Both these situations reiterate the need for a food security policy. The drought conditions will have impact the availability of vegetables in winter, with planting delayed due to restrictions on water use.
The biosecurity issues in Auckland were still being addressed at the time of writing. But it is worth noting that 10 big produce distributors are located within a 3.5km radius in Mt Wellington, South Auckland. The estimated volume of produce passing through that area is 60 percent of New Zealand’s domestic consumption and 80 percent of Auckland’s consumption. So, if restrictions are placed on transport of produce, then there is likely to be a noticeable shortage of healthy, fresh food.
It is an ongoing battle to get people to understand that plants need water to live and irrigation ensures consistent food supply at times when there is no rain. It is not a free-for-all, there are rules and allocations to ensure enough water to go around.
Growers understand the need to grow within environmental limits and have been working closely on planning with regional councils for years. In producing healthy food, it is imperative to demonstrate environmental values, as that is what consumers are demanding.
Nelson’s fires and the dry conditions across the country have highlighted the need for water storage; for plants, animals and people. With many rivers at dangerously low levels, fruit and vegetable growers run the risk of having no water. Unlike animals, trees and vines cannot be moved to another area where water is more plentiful. If food producing plants die, it can take many years for a grower to get back into production. It is imperative there is sufficient water to keep plants growing and producing high quality, healthy food.
Many of the opponents of water storage and irrigation believe that excess water - according to NIWA that is 80% of the rainfall - should just flow out to sea. More preference is given to activities such as jet boating, than to the ability for us to grow food to feed New Zealand.
Advocates for sensible water storage for the benefit of all interested parties are seen as not having regard for the environment. The irony is, water storage can enable the environment to be protected, river flows to be maintained, and for healthy food to be grown. Unless there is a marked change in attitudes, we could face a food supply crisis.
The time for change is now, and it requires urban and rural New Zealand to unite to make good use of the 80 percent of our rainfall that we do not use.

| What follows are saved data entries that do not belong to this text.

//! Payload compression (`zip` header parameter).

use std::io::{Read, Write};

use flate2::read::{DeflateDecoder, ZlibDecoder};
use flate2::write::DeflateEncoder;

use crate::error::*;

/// Compression algorithms registered for the `zip` header.
#[derive(Clone, Copy, Debug, PartialEq, Eq)]
pub enum Compression {
    /// Raw DEFLATE (RFC 1951), the `DEF` identifier from RFC 7516.
    Deflate,
}

/// Every registered `zip` value.
pub const ALL_COMPRESSION: &[Compression] = &[Compression::Deflate];

impl Compression {
    /// The JWE `zip` header value for this algorithm.
    pub fn zip_name(&self) -> &'static str {
        match self {
            Compression::Deflate => "DEF",
        }
    }

    /// Resolve a `zip` header value. Matching is exact and case-sensitive.
    pub fn from_zip_name(name: &str) -> Result<Self, Error> {
        match name {
            "DEF" => Ok(Compression::Deflate),
            _ => bail!(JWEError::InvalidCompression(name.to_string())),
        }
    }

    pub fn compress(&self, data: &[u8]) -> Result<Vec<u8>, Error> {
        let mut encoder = DeflateEncoder::new(Vec::new(), flate2::Compression::default());
        encoder.write_all(data)?;
        Ok(encoder.finish()?)
    }

    /// Decompress a payload.
    ///
    /// Early releases of the format emitted zlib-wrapped streams (RFC 1950)
    /// instead of raw DEFLATE; both are accepted so old tokens keep working.
    pub fn decompress(&self, data: &[u8]) -> Result<Vec<u8>, Error> {
        let mut out = Vec::new();
        if ZlibDecoder::new(data).read_to_end(&mut out).is_ok() {
            return Ok(out);
        }
        let mut out = Vec::new();
        DeflateDecoder::new(data)
            .read_to_end(&mut out)
            .map_err(|_| JWEError::InvalidCompressedData)?;
        Ok(out)
    }
}
//! AES-GCM key wrapping (`A128GCMKW`, `A192GCMKW`, `A256GCMKW`).
//!
//! The CEK is encrypted under the recipient secret with AES-GCM and a fresh
//! 96-bit IV; the IV and tag travel as `iv`/`tag` header parameters
//! (RFC 7518 section 4.7).

use aes_gcm::{Aes128Gcm, Aes256Gcm};
use rand::RngCore;
use serde_json::Value;

use crate::algorithms::content::{gcm_open, gcm_seal};
use crate::base64;
use crate::error::*;
use crate::header::HeaderMap;

type Aes192Gcm = aes_gcm::AesGcm<aes::Aes192, aes_gcm::aead::consts::U12>;

/// Header parameters contributed by a wrap operation, base64url-encoded.
#[derive(Clone, Debug)]
pub(crate) struct HeaderParameters {
    pub iv: String,
    pub tag: String,
}

pub(crate) fn wrap(
    kek: &[u8],
    kek_len: usize,
    cek: &[u8],
) -> Result<(Vec<u8>, HeaderParameters), Error> {
    ensure!(kek.len() == kek_len, JWEError::InvalidKey);

    let mut iv = [0u8; 12];
    rand::thread_rng().fill_bytes(&mut iv);

    let (encrypted_key, tag) = match kek_len {
        16 => gcm_seal::<Aes128Gcm>(kek, &iv, b"", cek)?,
        24 => gcm_seal::<Aes192Gcm>(kek, &iv, b"", cek)?,
        32 => gcm_seal::<Aes256Gcm>(kek, &iv, b"", cek)?,
        _ => bail!(JWEError::InvalidKey),
    };
    let parameters = HeaderParameters {
        iv: base64::encode(iv)?,
        tag: base64::encode(&tag)?,
    };
    Ok((encrypted_key, parameters))
}

pub(crate) fn unwrap(
    kek: &[u8],
    kek_len: usize,
    encrypted_cek: &[u8],
    header: &HeaderMap,
) -> Result<Vec<u8>, Error> {
    ensure!(kek.len() == kek_len, JWEError::InvalidKey);
    let iv = header_bin_parameter(header, "iv")?;
    let tag = header_bin_parameter(header, "tag")?;

    match kek_len {
        16 => gcm_open::<Aes128Gcm>(kek, &iv, b"", encrypted_cek, &tag),
        24 => gcm_open::<Aes192Gcm>(kek, &iv, b"", encrypted_cek, &tag),
        32 => gcm_open::<Aes256Gcm>(kek, &iv, b"", encrypted_cek, &tag),
        _ => bail!(JWEError::InvalidKey),
    }
}

fn header_bin_parameter(header: &HeaderMap, name: &'static str) -> Result<Vec<u8>, Error> {
    match header.get(name) {
        Some(Value::String(b64)) => base64::decode(b64),
        _ => bail!(JWEError::MissingHeaderParameter(name)),
    }
}

#[cfg(test)]
mod tests {
    use super::*;

    fn header_with(parameters: &HeaderParameters) -> HeaderMap {
        let mut header = HeaderMap::new();
        header.insert("iv".to_string(), Value::String(parameters.iv.clone()));
        header.insert("tag".to_string(), Value::String(parameters.tag.clone()));
        header
    }

    #[test]
    fn wrap_unwrap_roundtrip() {
        for &kek_len in &[16usize, 24, 32] {
            let kek = vec![0x24u8; kek_len];
            let cek = vec![0x99u8; 32];
            let (encrypted, parameters) = wrap(&kek, kek_len, &cek).unwrap();
            // AES-GCM key wrap does not expand the key; iv/tag live in the header.
            assert_eq!(encrypted.len(), cek.len());
            let header = header_with(&parameters);
            assert_eq!(unwrap(&kek, kek_len, &encrypted, &header).unwrap(), cek);
        }
    }

    #[test]
    fn tampered_encrypted_key_fails() {
        let kek = [3u8; 16];
        let (mut encrypted, parameters) = wrap(&kek, 16, &[1u8; 16]).unwrap();
        encrypted[0] ^= 0xff;
        assert!(unwrap(&kek, 16, &encrypted, &header_with(&parameters)).is_err());
    }

    #[test]
    fn missing_header_parameters_fail() {
        let kek = [3u8; 16];
        let (encrypted, parameters) = wrap(&kek, 16, &[1u8; 16]).unwrap();
        let mut header = header_with(&parameters);
        header.remove("tag");
        assert!(unwrap(&kek, 16, &encrypted, &header).is_err());
    }

    #[test]
    fn wrong_kek_length_rejected() {
        assert!(wrap(&[0u8; 24], 16, &[1u8; 16]).is_err());
    }
}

For example, on 29 January 2019 it was a hot day all around New Zealand. On that one day, Auckland used 524 million litres of water. That 524 million litres is equivalent to the amount of water 10,500 hectares of horticultural land would have used for one day of irrigation. There are just 120,000 hectares of land growing fruit and vegetables in New Zealand and not all of that land is irrigated.
Land is only irrigated when water is needed. Whereas, urban supply is consumed on a daily basis and the greatest user of water is urban New Zealand. As our population grows, we will need much more water for urban New Zealand. So both urban and rural New Zealand have a common interest in making sure we undertake water storage for people and plants to live.
The security of our food chain needs to be considered in all the big picture policy and law changes made by local and central government. There will be more challenging summers, and winters, and we need to be sure we can feed New Zealanders with locally grown, healthy food.